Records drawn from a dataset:
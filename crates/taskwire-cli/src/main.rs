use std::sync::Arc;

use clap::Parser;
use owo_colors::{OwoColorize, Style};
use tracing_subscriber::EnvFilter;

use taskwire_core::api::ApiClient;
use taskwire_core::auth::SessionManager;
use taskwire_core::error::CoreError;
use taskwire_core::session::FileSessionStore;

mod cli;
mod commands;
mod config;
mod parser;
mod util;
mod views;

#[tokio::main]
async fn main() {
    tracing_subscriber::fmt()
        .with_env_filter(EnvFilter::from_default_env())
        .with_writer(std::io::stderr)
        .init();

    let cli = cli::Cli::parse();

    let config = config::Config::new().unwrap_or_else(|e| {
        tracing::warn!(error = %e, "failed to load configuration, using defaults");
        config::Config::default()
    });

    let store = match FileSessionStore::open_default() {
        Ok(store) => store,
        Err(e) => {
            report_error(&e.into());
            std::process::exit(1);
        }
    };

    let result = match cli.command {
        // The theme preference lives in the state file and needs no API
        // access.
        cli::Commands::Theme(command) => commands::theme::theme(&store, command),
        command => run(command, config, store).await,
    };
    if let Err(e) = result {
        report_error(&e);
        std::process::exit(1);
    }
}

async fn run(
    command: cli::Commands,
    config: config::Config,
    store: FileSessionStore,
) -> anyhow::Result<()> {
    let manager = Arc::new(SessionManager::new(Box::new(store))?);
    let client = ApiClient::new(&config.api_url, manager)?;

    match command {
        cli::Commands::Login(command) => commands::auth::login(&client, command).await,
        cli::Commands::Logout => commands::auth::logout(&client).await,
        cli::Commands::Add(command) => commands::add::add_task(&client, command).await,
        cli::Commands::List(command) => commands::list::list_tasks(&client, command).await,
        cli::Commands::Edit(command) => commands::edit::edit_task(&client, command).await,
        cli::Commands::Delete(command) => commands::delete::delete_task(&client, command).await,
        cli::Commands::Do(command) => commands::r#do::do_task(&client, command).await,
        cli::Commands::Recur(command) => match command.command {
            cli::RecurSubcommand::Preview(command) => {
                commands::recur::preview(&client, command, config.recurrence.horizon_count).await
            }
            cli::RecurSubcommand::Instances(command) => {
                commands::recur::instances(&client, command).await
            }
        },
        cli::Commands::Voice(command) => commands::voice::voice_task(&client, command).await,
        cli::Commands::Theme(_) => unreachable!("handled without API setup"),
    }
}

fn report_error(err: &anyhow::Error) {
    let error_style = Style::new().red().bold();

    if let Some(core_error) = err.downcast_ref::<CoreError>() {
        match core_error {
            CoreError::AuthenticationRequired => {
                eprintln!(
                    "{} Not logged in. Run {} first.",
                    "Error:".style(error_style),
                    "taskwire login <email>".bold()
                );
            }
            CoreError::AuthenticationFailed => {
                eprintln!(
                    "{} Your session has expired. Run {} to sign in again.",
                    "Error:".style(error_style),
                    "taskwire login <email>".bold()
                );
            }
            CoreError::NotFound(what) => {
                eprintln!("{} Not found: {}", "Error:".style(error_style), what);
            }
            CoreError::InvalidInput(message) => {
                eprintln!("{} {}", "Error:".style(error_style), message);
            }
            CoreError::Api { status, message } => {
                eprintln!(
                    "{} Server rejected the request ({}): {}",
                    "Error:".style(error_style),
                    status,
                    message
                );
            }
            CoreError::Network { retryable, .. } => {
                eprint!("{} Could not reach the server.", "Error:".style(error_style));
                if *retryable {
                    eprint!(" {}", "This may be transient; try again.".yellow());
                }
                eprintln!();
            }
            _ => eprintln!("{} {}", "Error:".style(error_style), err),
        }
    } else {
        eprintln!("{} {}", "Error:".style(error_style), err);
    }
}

#### INSTRUCTIONS FOR THE TASK:
Retype each line of the data exactly as it reads.

#### SOLUTION BELOW:
filename crates/taskwire-cli/src/main.rs
use std::sync::Arc;

use clap::Parser;
use owo_colors::{OwoColorize, Style};
use tracing_subscriber::EnvFilter;

use taskwire_core::api::ApiClient;
use taskwire_core::auth::SessionManager;
use taskwire_core::error::CoreError;
use taskwire_core::session::FileSessionStore;

mod cli;
mod commands;
mod config;
mod parser;
mod util;
mod views;

#[tokio::main]
async fn main() {
    tracing_subscriber::fmt()
        .with_env_filter(EnvFilter::from_default_env())
        .with_writer(std::io::stderr)
        .init();

    let cli = cli::Cli::parse();

    let config = config::Config::new().unwrap_or_else(|e| {
        tracing::warn!(error = %e, "failed to load configuration, using defaults");
        config::Config::default()
    });

    let store = match FileSessionStore::open_default() {
        Ok(store) => store,
        Err(e) => {
            report_error(&e.into());
            std::process::exit(1);
        }
    };

    let result = match cli.command {
        // The theme preference lives in the state file and needs no API
        // access.
        cli::Commands::Theme(command) => commands::theme::theme(&store, command),
        command => run(command, config, store).await,
    };
    if let Err(e) = result {
        report_error(&e);
        std::process::exit(1);
    }
}

async fn run(
    command: cli::Commands,
    config: config::Config,
    store: FileSessionStore,
) -> anyhow::Result<()> {
    let manager = Arc::new(SessionManager::new(Box::new(store))?);
    let client = ApiClient::new(&config.api_url, manager)?;

    match command {
        cli::Commands::Login(command) => commands::auth::login(&client, command).await,
        cli::Commands::Logout => commands::auth::logout(&client).await,
        cli::Commands::Add(command) => commands::add::add_task(&client, command).await,
        cli::Commands::List(command) => commands::list::list_tasks(&client, command).await,
        cli::Commands::Edit(command) => commands::edit::edit_task(&client, command).await,
        cli::Commands::Delete(command) => commands::delete::delete_task(&client, command).await,
        cli::Commands::Do(command) => commands::r#do::do_task(&client, command).await,
        cli::Commands::Recur(command) => match command.command {
            cli::RecurSubcommand::Preview(command) => {
                commands::recur::preview(&client, command, config.recurrence.horizon_count).await
            }
            cli::RecurSubcommand::Instances(command) => {
                commands::recur::instances(&client, command).await
            }
        },
        cli::Commands::Voice(command) => commands::voice::voice_task(&client, command).await,
        cli::Commands::Theme(_) => unreachable!("handled without API setup"),
    }
}

fn report_error(err: &anyhow::Error) {
    let error_style = Style::new().red().bold();

    if let Some(core_error) = err.downcast_ref::<CoreError>() {
        match core_error {
            CoreError::AuthenticationRequired => {
                eprintln!(
                    "{} Not logged in. Run {} first.",
                    "Error:".style(error_style),
                    "taskwire login <email>".bold()
                );
            }
            CoreError::AuthenticationFailed => {
                eprintln!(
                    "{} Your session has expired. Run {} to sign in again.",
                    "Error:".style(error_style),
                    "taskwire login <email>".bold()
                );
            }
            CoreError::NotFound(what) => {
                eprintln!("{} Not found: {}", "Error:".style(error_style), what);
            }
            CoreError::InvalidInput(message) => {
                eprintln!("{} {}", "Error:".style(error_style), message);
            }
            CoreError::Api { status, message } => {
                eprintln!(
                    "{} Server rejected the request ({}): {}",
                    "Error:".style(error_style),
                    status,
                    message
                );
            }
            CoreError::Network { retryable, .. } => {
                eprint!("{} Could not reach the server.", "Error:".style(error_style));
                if *retryable {
                    eprint!(" {}", "This may be transient; try again.".yellow());
                }
                eprintln!();
            }
            _ => eprintln!("{} {}", "Error:".style(error_style), err),
        }
    } else {
        eprintln!("{} {}", "Error:".style(error_style), err);
    }
}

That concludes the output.